4.3. Cross-Case Analysis
In the cross-case analysis, the results of the case studies were analyzed in comparison to the relative maturity of the data science capability as reported by the interviewees, the perceived success of the data science outcomes from the perspective of the project team, and whether or not the outcomes were accepted and adopted within the primary business processes.
Table 2 below compares the two case studies based on data governance maturity, data science outcomes, and the adoption status of the data governance outcomes.
Table 2 above shows that Project A has an established data governance capability and that the outcomes of the project were accepted by the business. In Project B, the organization does not have an established data governance capability, and the data science outcomes were not adopted by the business.
4.3.1. The Role of Data Governance with Regards to Data Science as a Product of Human Agency
In
Table 3 below, the role of data governance with regards to the successful implementation of data science as an organizational capability is compared between the cases.
In
Table 3 above, we notice that although Project A required more data sets than Project B, data access was not considered an issue, and the project was able to be completed with a minimum of extra effort. In contrast, project B team members were required to set up the data infrastructure, find the data, and manage access and data quality themselves.
4.3.2. The Role of Data Governance with Regards to Data Science as a Medium of Human Agency
In
Table 4 below, the role of data governance with regards to the acceptance, coordination, and control of data science outcomes is compared between the cases.
From
Table 4 it becomes clear that in project A, data owners were involved from the start of the project until delivery. In addition, data owners were accorded ownership of the outcomes. As a result, the outcomes were accepted by the data owners. This is in contrast to Project B, in which data owners were not available, and business owners did not accept the data science results.
4.3.3. The Role of Data Governance with Regards to Organizational Conditions of Data Science
In
Table 5 below, the role of data governance with regards to the coordination and control of organizational conditions of data science is compared between the cases.
From
Table 5 we can conclude that Project A has a strict regime of coordination and control following a yearly review as well as well-defined roles and responsibilities. In contrast, team members of Project B were given little direction and no ownership was displayed by business leaders.

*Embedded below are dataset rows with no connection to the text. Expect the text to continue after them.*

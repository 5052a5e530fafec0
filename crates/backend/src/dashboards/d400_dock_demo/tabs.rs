use contracts::dashboards::d400_dock_demo::*;
use contracts::enums::ChartType;
use contracts::shared::component::{Component, Element};
use serde_json::json;

use crate::shared::dock::{TabRegistry, TabRegistryBuilder};

/// Datasets offered in the explorer, `(label, key)`.
pub const DATASETS: [(&str, &str); 3] = [
    ("Dataset A", "a"),
    ("Dataset B", "b"),
    ("Dataset C", "c"),
];

pub const DEFAULT_CHART_TYPE: ChartType = ChartType::Line;

fn explorer() -> Component {
    let options: Vec<_> = DATASETS
        .iter()
        .map(|(label, value)| json!({ "label": label, "value": value }))
        .collect();

    Element::new("div")
        .child(Element::new("h4").child("Explorer"))
        .child(
            Element::new("checklist")
                .with_id(DATASET_SELECTOR)
                .prop("options", options)
                .prop(PROP_VALUE, json!(["a"])),
        )
        .into()
}

fn main_view() -> Component {
    Element::new("div")
        .child(Element::new("h3").child("Main Visualization"))
        .child(Element::new("div").with_id(SELECTED_DATASETS_DISPLAY))
        .child(Element::new("div").with_id(MAIN_CHART_CONTAINER))
        .into()
}

fn data_properties() -> Component {
    Element::new("div")
        .child(Element::new("h4").child("Data Properties"))
        .child(
            Element::new("button")
                .with_id(REFRESH_DATA_BTN)
                .child("Refresh Data"),
        )
        .child(Element::new("div").with_id(DATA_REFRESH_STATUS))
        .into()
}

fn chart_properties() -> Component {
    let options: Vec<_> = ChartType::all()
        .iter()
        .map(|t| json!({ "label": t.display_name(), "value": t.code() }))
        .collect();

    Element::new("div")
        .child(Element::new("h4").child("Chart Properties"))
        .child(
            Element::new("radio-group")
                .with_id(CHART_TYPE_SELECTOR)
                .prop("label", "Select Chart Type")
                .prop("options", options)
                .prop(PROP_VALUE, DEFAULT_CHART_TYPE.code()),
        )
        .child(Element::new("div").with_id(SELECTED_CHART_TYPE))
        .into()
}

fn console() -> Component {
    Element::new("div")
        .child(Element::new("h4").child("Console"))
        .child(
            Element::new("pre")
                .with_id(CONSOLE_OUTPUT)
                .prop("style", json!({ "height": "80px", "overflow": "auto" })),
        )
        .into()
}

fn icon_header(icon: &str, title: &str) -> Component {
    Element::new("div")
        .prop("style", json!({ "display": "flex", "alignItems": "center" }))
        .child(Element::new("icon").prop("icon", icon).prop("width", 15))
        .child(title)
        .into()
}

pub fn tab_registry() -> TabRegistry {
    let mut builder = TabRegistryBuilder::new();
    builder
        .register(
            TAB_EXPLORER,
            explorer(),
            Some(icon_header("flat-color-icons:folder", "Explorer")),
        )
        .register(
            TAB_MAIN_VIEW,
            main_view(),
            Some(icon_header("fluent-emoji:bar-chart", "Main View")),
        )
        .register(TAB_DATA_PROPERTIES, data_properties(), None)
        .register(TAB_CHART_PROPERTIES, chart_properties(), None)
        .register(TAB_CONSOLE, console(), None);
    builder.build()
}

#[cfg(test)]
mod tests {
    use super::*;

    #[test]
    fn test_every_tab_registered() {
        let reg = tab_registry();
        assert_eq!(reg.len(), 5);
        for id in [
            TAB_CONSOLE,
            TAB_EXPLORER,
            TAB_MAIN_VIEW,
            TAB_DATA_PROPERTIES,
            TAB_CHART_PROPERTIES,
        ] {
            assert!(reg.resolve(id).is_ok(), "{id} missing");
        }
        assert!(reg.resolve_header(TAB_MAIN_VIEW).is_some());
        assert!(reg.resolve_header(TAB_CONSOLE).is_none());
    }

    #[test]
    fn test_controls_live_in_their_tabs() {
        let reg = tab_registry();
        let explorer = reg.resolve(TAB_EXPLORER).unwrap();
        let selector = explorer.find(DATASET_SELECTOR).unwrap();
        assert_eq!(selector.kind, "checklist");
        assert_eq!(selector.get_prop(PROP_VALUE), Some(&json!(["a"])));

        let chart_tab = reg.resolve(TAB_CHART_PROPERTIES).unwrap();
        let radio = chart_tab.find(CHART_TYPE_SELECTOR).unwrap();
        assert_eq!(radio.get_prop(PROP_VALUE), Some(&json!("line")));
        assert_eq!(radio.get_prop("options").unwrap().as_array().unwrap().len(), 3);
    }
}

4.3.4. The Role of Data Governance with Regards to Organizational Consequences of Data Science
In
Table 6 below, the role of data governance with regards to the coordination and control of organizational consequences of data science is compared between the cases.
From
Table 6 it can be derived that in Project A, the implementation of the data science outcomes was managed by a dedicated project manager in conjunction with the data owners. This was in contrast to Project B, in which no data owners were involved and a rival COTS application which had previously been acquired by business leaders created an insurmountable conflict for the project team.